La Quinzaine est-t-elle la bonne place pour votre film ?
C'était mon rêve depuis le début. Il n'y a pas de plus grand honneur pour un premier film. Je suis tout simplement reconnaissant d'avoir eu cette opportunité et j'ai hâte de partager Gazer avec le reste du monde.

De votre point de vue, comment se porte le cinéma indépendant américain ?

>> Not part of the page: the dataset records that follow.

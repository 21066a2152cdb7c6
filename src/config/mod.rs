//! Configuration
//!
//! Optional YAML file tuning the guidance session: tick period, suit slot,
//! simulator toggle, and observability outputs. Command-line flags override
//! file values.

pub mod loader;
pub mod schema;

pub use loader::{ConfigLoader, parse_tick_interval};
pub use schema::{ConfigFile, DEFAULT_TICK_INTERVAL, IngressConfig};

Je pense que pour parler de la situation actuelle du cinéma indépendant américain, il faut se tourner vers le passé. Les grands mouvements de l'histoire du cinéma indépendant ont été menés par des communautés de cinéastes, et non par des visionnaires isolés. La Nouvelle Vague française a été déclenchée par un groupe soudé comme Truffaut et Godard qui ont défié les conventions ensemble. La renaissance du Nouvel Hollywood a vu des réalisateurs comme Scorsese, Coppola et Spielberg se soutenir mutuellement pour rompre avec les studios. Le boom des films indépendants dans les années 1990 s'est développé à partir de la communauté de Sundance, où les réalisateurs de films à petit budget ont collaboré et se sont inspirés les uns les autres.  Qu'il s'agisse de la Nouvelle Vague française, du Nouvel Hollywood ou du cinéma indépendant des années 1990, ces périodes n'ont pu avoir d'influence que parce que les artistes se sont réunis, ont partagé leurs idées et ont repoussé les limites en tant que force collective. Je pense que l'Amérique est prête pour une nouvelle vague de cinéma indépendant. Le moment est venu.